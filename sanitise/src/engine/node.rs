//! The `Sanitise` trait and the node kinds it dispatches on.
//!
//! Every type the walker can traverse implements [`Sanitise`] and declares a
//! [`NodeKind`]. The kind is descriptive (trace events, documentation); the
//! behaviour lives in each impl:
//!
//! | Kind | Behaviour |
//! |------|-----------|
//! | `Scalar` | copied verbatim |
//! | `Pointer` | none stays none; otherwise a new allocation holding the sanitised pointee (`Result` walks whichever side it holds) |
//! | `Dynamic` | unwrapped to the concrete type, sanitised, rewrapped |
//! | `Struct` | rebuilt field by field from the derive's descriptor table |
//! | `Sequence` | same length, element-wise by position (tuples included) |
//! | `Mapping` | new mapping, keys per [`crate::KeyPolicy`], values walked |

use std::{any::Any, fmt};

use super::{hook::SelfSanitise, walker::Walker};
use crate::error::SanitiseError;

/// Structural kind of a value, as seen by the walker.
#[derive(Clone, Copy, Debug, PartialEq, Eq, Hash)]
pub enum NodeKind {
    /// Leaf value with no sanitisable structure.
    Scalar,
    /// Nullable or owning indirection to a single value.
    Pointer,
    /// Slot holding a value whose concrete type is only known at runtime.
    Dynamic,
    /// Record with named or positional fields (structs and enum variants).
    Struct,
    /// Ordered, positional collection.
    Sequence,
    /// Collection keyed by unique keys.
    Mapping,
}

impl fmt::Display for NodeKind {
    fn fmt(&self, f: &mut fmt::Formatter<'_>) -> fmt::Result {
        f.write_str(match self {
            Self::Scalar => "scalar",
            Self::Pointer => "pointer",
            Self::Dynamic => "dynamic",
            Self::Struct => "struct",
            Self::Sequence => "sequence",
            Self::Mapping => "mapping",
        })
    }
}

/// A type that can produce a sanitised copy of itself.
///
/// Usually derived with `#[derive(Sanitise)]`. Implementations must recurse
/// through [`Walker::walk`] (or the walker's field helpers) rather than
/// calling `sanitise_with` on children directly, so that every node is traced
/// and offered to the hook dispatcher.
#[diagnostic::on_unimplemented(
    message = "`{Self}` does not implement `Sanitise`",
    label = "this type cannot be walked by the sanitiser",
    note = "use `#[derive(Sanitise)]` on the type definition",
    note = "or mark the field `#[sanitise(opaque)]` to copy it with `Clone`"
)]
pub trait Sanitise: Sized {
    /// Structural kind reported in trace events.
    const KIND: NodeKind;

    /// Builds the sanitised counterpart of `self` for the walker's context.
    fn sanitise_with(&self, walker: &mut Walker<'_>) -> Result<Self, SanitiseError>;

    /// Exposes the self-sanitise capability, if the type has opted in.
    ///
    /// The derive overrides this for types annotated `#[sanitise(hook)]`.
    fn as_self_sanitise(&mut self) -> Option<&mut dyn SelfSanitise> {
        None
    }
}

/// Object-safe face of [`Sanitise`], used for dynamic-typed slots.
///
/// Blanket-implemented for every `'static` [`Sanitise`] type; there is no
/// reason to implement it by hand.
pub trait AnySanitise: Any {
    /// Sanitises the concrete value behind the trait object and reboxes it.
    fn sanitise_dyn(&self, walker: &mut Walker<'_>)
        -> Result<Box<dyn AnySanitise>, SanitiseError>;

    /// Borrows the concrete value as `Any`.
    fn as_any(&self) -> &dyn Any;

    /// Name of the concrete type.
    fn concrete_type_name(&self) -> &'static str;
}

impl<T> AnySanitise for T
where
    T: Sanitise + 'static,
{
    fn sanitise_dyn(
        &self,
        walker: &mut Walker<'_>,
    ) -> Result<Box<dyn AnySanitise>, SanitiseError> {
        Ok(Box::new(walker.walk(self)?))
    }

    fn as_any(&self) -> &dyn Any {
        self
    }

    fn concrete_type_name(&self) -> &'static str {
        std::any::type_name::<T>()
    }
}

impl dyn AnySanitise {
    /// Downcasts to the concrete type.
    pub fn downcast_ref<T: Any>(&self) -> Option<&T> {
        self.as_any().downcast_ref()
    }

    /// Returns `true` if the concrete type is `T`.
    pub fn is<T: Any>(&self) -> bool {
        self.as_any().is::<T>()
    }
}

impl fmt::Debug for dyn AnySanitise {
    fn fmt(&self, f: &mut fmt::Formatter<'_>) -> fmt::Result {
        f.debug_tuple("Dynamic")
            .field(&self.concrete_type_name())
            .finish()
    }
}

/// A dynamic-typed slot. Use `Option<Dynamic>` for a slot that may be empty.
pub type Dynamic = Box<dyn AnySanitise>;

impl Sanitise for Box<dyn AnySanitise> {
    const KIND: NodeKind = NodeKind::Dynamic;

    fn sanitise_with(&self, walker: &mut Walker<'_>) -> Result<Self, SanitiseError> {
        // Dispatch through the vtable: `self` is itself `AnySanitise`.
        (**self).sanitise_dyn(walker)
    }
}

** TASK TO CARRY OUT **
Bring together all lines in the records where the word "that" is found.

** OUTPUT FOR THIS TASK **
/// A type that can produce a sanitised copy of itself.
/// calling `sanitise_with` on children directly, so that every node is traced
/// A dynamic-typed slot. Use `Option<Dynamic>` for a slot that may be empty.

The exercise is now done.